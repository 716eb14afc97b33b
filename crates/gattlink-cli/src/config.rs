//! Gattlink CLI Configuration Management
//!
//! Configuration is read from a TOML file: the path given with `--config`,
//! otherwise `<config dir>/gattlink/gattlink.toml` when it exists, otherwise
//! built-in defaults. Missing sections and fields fall back to their defaults.

use std::path::{Path, PathBuf};

use anyhow::Context;
use serde::{Deserialize, Serialize};
use tracing::info;
use uuid::Uuid;

use gattlink_ble::BleSessionConfig;
use gattlink_core::ServiceConfig;

use crate::error::{CliError, Result};

/// File name of the persisted settings inside the state directory
pub const SETTINGS_FILE: &str = "settings.json";

// ----------------------------------------------------------------------------
// CLI Application Configuration
// ----------------------------------------------------------------------------

/// Complete configuration for the gattlink CLI
#[derive(Debug, Clone, Default, PartialEq, Serialize, Deserialize)]
#[serde(default)]
pub struct AppConfig {
    /// Connection manager configuration
    pub service: ServiceConfig,
    /// Adapter selection
    pub ble: BleSessionConfig,
    /// CLI behaviour
    pub cli: CliConfig,
    /// Where persisted settings live
    pub state: StateConfig,
}

#[derive(Debug, Clone, PartialEq, Serialize, Deserialize)]
#[serde(default)]
pub struct CliConfig {
    /// Service used when `--service` is not given
    pub default_service: Option<Uuid>,
    /// Upper bound on waiting for the link or an operation result
    pub wait_timeout_secs: u64,
}

#[derive(Debug, Clone, Default, PartialEq, Serialize, Deserialize)]
#[serde(default)]
pub struct StateConfig {
    /// Overrides the platform data directory
    pub state_dir: Option<PathBuf>,
}

impl Default for CliConfig {
    fn default() -> Self {
        Self {
            default_service: None,
            wait_timeout_secs: 30,
        }
    }
}

// ----------------------------------------------------------------------------
// Configuration Loading Logic
// ----------------------------------------------------------------------------

impl AppConfig {
    /// Load from `path`, or from the default location when `None`
    pub fn load(path: Option<&str>) -> Result<Self> {
        match path {
            Some(path) => Self::load_from_file(path),
            None => match Self::default_config_path() {
                Some(path) if path.exists() => Self::load_from_file(path),
                _ => {
                    info!("Using default configuration");
                    Ok(Self::default())
                }
            },
        }
    }

    pub fn load_from_file<P: AsRef<Path>>(path: P) -> Result<Self> {
        let path = path.as_ref();
        info!("Loading configuration from: {}", path.display());

        let raw = std::fs::read_to_string(path)
            .with_context(|| format!("Failed to read {}", path.display()))?;
        let config: AppConfig = toml::from_str(&raw)?;

        config.validate()?;
        Ok(config)
    }

    fn default_config_path() -> Option<PathBuf> {
        dirs::config_dir().map(|dir| dir.join("gattlink").join("gattlink.toml"))
    }

    /// Validate the configuration for consistency and correctness
    pub fn validate(&self) -> Result<()> {
        if self.cli.wait_timeout_secs == 0 {
            return Err(CliError::Config(
                "cli.wait_timeout_secs must be greater than 0".to_string(),
            ));
        }

        if self.service.queue.watchdog_checks == 0 {
            return Err(CliError::Config(
                "service.queue.watchdog_checks must be greater than 0".to_string(),
            ));
        }

        if self.service.status_capacity == 0 {
            return Err(CliError::Config(
                "service.status_capacity must be greater than 0".to_string(),
            ));
        }

        if self.service.settings_key.trim().is_empty() {
            return Err(CliError::Config(
                "service.settings_key must not be empty".to_string(),
            ));
        }

        let machine = &self.service.machine;
        if machine.scan_timeout.is_zero()
            || machine.connect_timeout.is_zero()
            || machine.operation_timeout.is_zero()
        {
            return Err(CliError::Config(
                "service.machine timeouts must be greater than 0".to_string(),
            ));
        }

        Ok(())
    }

    /// Service from the command line, else the configured default
    pub fn resolve_service(&self, flag: Option<Uuid>) -> Result<Uuid> {
        flag.or(self.cli.default_service)
            .ok_or(CliError::MissingService)
    }

    /// Directory holding the settings file, created on demand
    pub fn get_state_dir(&self) -> Result<PathBuf> {
        let dir = match &self.state.state_dir {
            Some(dir) => dir.clone(),
            None => dirs::data_dir()
                .map(|dir| dir.join("gattlink"))
                .ok_or_else(|| CliError::Config("No data directory on this platform".into()))?,
        };
        std::fs::create_dir_all(&dir)?;
        Ok(dir)
    }

    pub fn settings_path(&self) -> Result<PathBuf> {
        Ok(self.get_state_dir()?.join(SETTINGS_FILE))
    }

    /// Create example configuration file content
    pub fn example_config() -> String {
        let example = AppConfig {
            cli: CliConfig {
                default_service: Some(Uuid::from_u128(0x0000_ffe0_0000_1000_8000_0080_5f9b_34fb)),
                wait_timeout_secs: 30,
            },
            ..Default::default()
        };

        toml::to_string_pretty(&example)
            .unwrap_or_else(|_| "# Failed to generate example config".to_string())
    }
}

// ----------------------------------------------------------------------------
// Tests
// ----------------------------------------------------------------------------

::::

Starting at the line that contains "pub fn settings_path(&self)" and stopping after the line that contains "toml::to_string_pretty(&example)", write out every line exactly as it appears above, and no other line.

    pub fn settings_path(&self) -> Result<PathBuf> {
        Ok(self.get_state_dir()?.join(SETTINGS_FILE))
    }

    /// Create example configuration file content
    pub fn example_config() -> String {
        let example = AppConfig {
            cli: CliConfig {
                default_service: Some(Uuid::from_u128(0x0000_ffe0_0000_1000_8000_0080_5f9b_34fb)),
                wait_timeout_secs: 30,
            },
            ..Default::default()
        };

        toml::to_string_pretty(&example)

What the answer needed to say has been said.